** Opening Data records block **

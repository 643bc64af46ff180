// SPDX-License-Identifier: MPL-2.0
//! Native file picker backed by `rfd`.

use super::fs;
use crate::application::port::{DialogRequest, FileDialog};
use crate::domain::{AcceptFilter, AcceptPattern, File};
use futures_util::future::{BoxFuture, FutureExt};
use std::path::PathBuf;

/// [`FileDialog`] presenting the platform's open-file dialog.
#[derive(Debug, Clone, Default)]
pub struct RfdFileDialog {
    title: String,
    filter_name: String,
    start_directory: Option<PathBuf>,
}

impl RfdFileDialog {
    /// Creates a dialog with the given window title and filter label.
    pub fn new(title: impl Into<String>, filter_name: impl Into<String>) -> Self {
        Self {
            title: title.into(),
            filter_name: filter_name.into(),
            start_directory: None,
        }
    }

    /// Opens the dialog in `dir` when it exists.
    #[must_use]
    pub fn with_start_directory(mut self, dir: Option<PathBuf>) -> Self {
        self.start_directory = dir;
        self
    }
}

impl FileDialog for RfdFileDialog {
    fn present(&self, request: DialogRequest) -> BoxFuture<'static, Vec<File>> {
        let title = self.title.clone();
        let filter_name = self.filter_name.clone();
        let start_directory = self.start_directory.clone();

        async move {
            let mut dialog = rfd::AsyncFileDialog::new().set_title(&title);

            let extensions = filter_extensions(&request.filter);
            if !extensions.is_empty() {
                dialog = dialog.add_filter(&filter_name, extensions.as_slice());
            }

            if let Some(dir) = start_directory {
                if dir.exists() {
                    dialog = dialog.set_directory(&dir);
                }
            }

            let picked: Vec<PathBuf> = if request.multiple {
                dialog
                    .pick_files()
                    .await
                    .unwrap_or_default()
                    .iter()
                    .map(|h| h.path().to_path_buf())
                    .collect()
            } else {
                dialog
                    .pick_file()
                    .await
                    .map(|h| h.path().to_path_buf())
                    .into_iter()
                    .collect()
            };

            tracing::debug!(picked = picked.len(), multiple = request.multiple, "dialog closed");
            fs::files_from_paths(picked)
        }
        .boxed()
    }
}

/// Extensions the native dialog should offer for `filter`.
///
/// Native dialogs filter by extension only, so mime patterns are expanded
/// through the `mime_guess` tables. An empty result means no filter.
#[must_use]
pub fn filter_extensions(filter: &AcceptFilter) -> Vec<String> {
    let mut extensions: Vec<String> = Vec::new();
    let mut push = |ext: &str| {
        let ext = ext.to_ascii_lowercase();
        if !extensions.contains(&ext) {
            extensions.push(ext);
        }
    };

    for pattern in filter.patterns() {
        match pattern {
            AcceptPattern::Extension(ext) => push(ext.as_str()),
            AcceptPattern::Mime(mime) => {
                for ext in mime_guess::get_mime_extensions_str(mime).unwrap_or_default() {
                    push(*ext);
                }
            }
            AcceptPattern::TopLevel(top) => {
                let wildcard = format!("{top}/*");
                for ext in mime_guess::get_mime_extensions_str(&wildcard).unwrap_or_default() {
                    push(*ext);
                }
            }
        }
    }
    extensions
}

#[cfg(test)]
mod tests {
    use super::*;

    #[test]
    fn unrestricted_filter_has_no_extensions() {
        assert!(filter_extensions(&AcceptFilter::unrestricted()).is_empty());
    }

    #[test]
    fn extension_patterns_pass_through() {
        let extensions = filter_extensions(&AcceptFilter::parse(".PDF,.txt,.pdf"));
        assert_eq!(extensions, vec!["pdf".to_string(), "txt".to_string()]);
    }

    #[test]
    fn mime_patterns_expand_to_known_extensions() {
        let extensions = filter_extensions(&AcceptFilter::parse("image/png"));
        assert!(extensions.contains(&"png".to_string()));
    }

    #[test]
    fn wildcard_expands_to_the_whole_top_level_type() {
        let extensions = filter_extensions(&AcceptFilter::parse("image/*"));
        assert!(extensions.contains(&"png".to_string()));
        assert!(extensions.contains(&"jpg".to_string()));
        assert!(!extensions.contains(&"pdf".to_string()));
    }
}
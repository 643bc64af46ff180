// SPDX-License-Identifier: MPL-2.0
//! Infrastructure layer adapters.
//!
//! This module contains concrete implementations of the port traits defined in
//! `application::port`. These adapters wrap external dependencies like `rfd`,
//! Iced's window events and image cache, and system I/O.
//!
//! # Available Adapters
//!
//! - [`dialog`]: Native file picker via `rfd` (implements [`FileDialog`])
//! - [`drag_drop`]: Iced window file-drop events (implements [`DropSource`])
//! - [`preview`]: Iced image handles (implements [`PreviewPort`])
//! - [`memory`]: In-memory adapters for headless use and tests
//! - [`fs`]: Building [`File`](crate::domain::File) values from paths
//!
//! [`FileDialog`]: crate::application::port::FileDialog
//! [`DropSource`]: crate::application::port::DropSource
//! [`PreviewPort`]: crate::application::port::PreviewPort

pub mod dialog;
pub mod drag_drop;
pub mod fs;
pub mod memory;
pub mod preview;

// Re-export main types for convenience
pub use dialog::RfdFileDialog;
pub use drag_drop::WindowDropSource;
pub use memory::{MemoryFileDialog, MemoryPreviewPort, PreviewLedger};
pub use preview::IcedPreviewPort;
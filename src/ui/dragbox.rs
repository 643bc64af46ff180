// SPDX-License-Identifier: MPL-2.0
//! Iced view of a mounted selection box.
//!
//! The view only reads the box's [`ViewModel`]; every interaction is turned
//! into a [`Message`] for the owning screen to route back into the box.

use crate::application::{DragBox, EntryView, Icons, Texts, ViewModel};
use crate::domain::FileId;
use crate::infrastructure::IcedPreviewPort;
use crate::ui::design_tokens::{palette, sizing, spacing, typography};
use crate::ui::styles;
use iced::widget::{button, image, mouse_area, svg, Column, Container, Row, Space, Text};
use iced::{alignment, ContentFit, Element, Length};

#[derive(Debug, Clone, PartialEq, Eq)]
pub enum Message {
    /// The drop zone or its browse button was clicked.
    Browse,
    Remove(FileId),
}

/// Renders `dragbox` from its current view-model.
pub fn view(dragbox: &DragBox<IcedPreviewPort>) -> Element<'_, Message> {
    let vm = dragbox.view_model();
    let icons = dragbox.icons();

    let content: Element<'_, Message> = if vm.empty {
        empty_state(dragbox.texts(), icons, vm.interaction_locked)
    } else if vm.single {
        match vm.entries.first() {
            Some(entry) => single_preview(entry, dragbox.previews(), icons),
            None => empty_state(dragbox.texts(), icons, vm.interaction_locked),
        }
    } else {
        file_list(vm, dragbox.texts(), dragbox.previews(), icons)
    };

    let zone = Container::new(content)
        .width(Length::Fill)
        .height(Length::Shrink)
        .padding(spacing::MD)
        .style(styles::container::dropzone(vm.hovering));

    if vm.interaction_locked || !vm.empty {
        zone.into()
    } else {
        // Clicking anywhere in the empty zone opens the dialog.
        mouse_area(zone).on_press(Message::Browse).into()
    }
}

fn icon<'a>(markup: &str, size: f32) -> Element<'a, Message> {
    svg(svg::Handle::from_memory(markup.as_bytes().to_vec()))
        .width(Length::Fixed(size))
        .height(Length::Fixed(size))
        .into()
}

fn browse_button<'a>(texts: &'a Texts, locked: bool) -> Element<'a, Message> {
    button(Text::new(texts.select.as_str()).size(typography::BODY))
        .padding([spacing::XXS, spacing::SM])
        .style(styles::button::primary)
        .on_press_maybe((!locked).then_some(Message::Browse))
        .into()
}

fn empty_state<'a>(texts: &'a Texts, icons: &Icons, locked: bool) -> Element<'a, Message> {
    let column = Column::new()
        .spacing(spacing::XS)
        .align_x(alignment::Horizontal::Center)
        .push(icon(&icons.file, sizing::ICON_XL))
        .push(Text::new(texts.drag.as_str()).size(typography::TITLE_SM))
        .push(
            Text::new(texts.or.as_str())
                .size(typography::CAPTION)
                .color(palette::GRAY_400),
        )
        .push(browse_button(texts, locked));

    Container::new(column)
        .width(Length::Fill)
        .height(Length::Fixed(sizing::DROPZONE_MIN_HEIGHT))
        .align_x(alignment::Horizontal::Center)
        .align_y(alignment::Vertical::Center)
        .into()
}

/// Thumbnail or fallback icon for one entry.
fn preview<'a>(
    entry: &EntryView,
    previews: &IcedPreviewPort,
    icons: &Icons,
    size: f32,
) -> Element<'a, Message> {
    match previews.image(entry.handle.id()) {
        Some(handle) if entry.handle.is_visual() => image(handle.clone())
            .width(Length::Fixed(size))
            .height(Length::Fixed(size))
            .content_fit(ContentFit::Contain)
            .into(),
        _ => icon(&icons.file, size.min(sizing::ICON_XL)),
    }
}

fn remove_button<'a>(id: FileId, icons: &Icons) -> Element<'a, Message> {
    button(icon(&icons.remove, sizing::ICON_SM))
        .padding(spacing::XXS)
        .style(styles::button::remove)
        .on_press(Message::Remove(id))
        .into()
}

fn caption<'a>(entry: &'a EntryView) -> Column<'a, Message> {
    Column::new()
        .spacing(spacing::XXS)
        .push(Text::new(entry.display_name.as_str()).size(typography::BODY))
        .push(
            Text::new(entry.display_size.as_str())
                .size(typography::CAPTION)
                .color(palette::GRAY_400),
        )
}

fn single_preview<'a>(
    entry: &'a EntryView,
    previews: &IcedPreviewPort,
    icons: &Icons,
) -> Element<'a, Message> {
    let footer = Row::new()
        .spacing(spacing::SM)
        .align_y(alignment::Vertical::Center)
        .push(caption(entry))
        .push(Space::new().width(Length::Fill))
        .push(remove_button(entry.id, icons));

    Column::new()
        .spacing(spacing::SM)
        .align_x(alignment::Horizontal::Center)
        .push(preview(entry, previews, icons, sizing::PREVIEW_LG))
        .push(footer)
        .into()
}

fn entry_row<'a>(
    entry: &'a EntryView,
    previews: &IcedPreviewPort,
    icons: &Icons,
) -> Element<'a, Message> {
    let row = Row::new()
        .spacing(spacing::SM)
        .align_y(alignment::Vertical::Center)
        .push(preview(entry, previews, icons, sizing::THUMBNAIL))
        .push(caption(entry))
        .push(Space::new().width(Length::Fill))
        .push(remove_button(entry.id, icons));

    Container::new(row)
        .width(Length::Fill)
        .padding(spacing::XS)
        .style(styles::container::entry)
        .into()
}

fn file_list<'a>(
    vm: &'a ViewModel,
    texts: &'a Texts,
    previews: &IcedPreviewPort,
    icons: &Icons,
) -> Element<'a, Message> {
    let rows = vm
        .entries
        .iter()
        .map(|entry| entry_row(entry, previews, icons));

    let mut column = Column::with_children(rows).spacing(spacing::XS);
    if !vm.interaction_locked {
        let more = Row::new()
            .spacing(spacing::XS)
            .align_y(alignment::Vertical::Center)
            .push(
                Text::new(texts.drag.as_str())
                    .size(typography::CAPTION)
                    .color(palette::GRAY_400),
            )
            .push(browse_button(texts, false));
        column = column.push(more);
    }
    column.into()
}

** Closing Data records block **

• Activity: For each line above that holds the string "exists", provide a copy of that line.

• Answer box:
    /// Opens the dialog in `dir` when it exists.
                if dir.exists() {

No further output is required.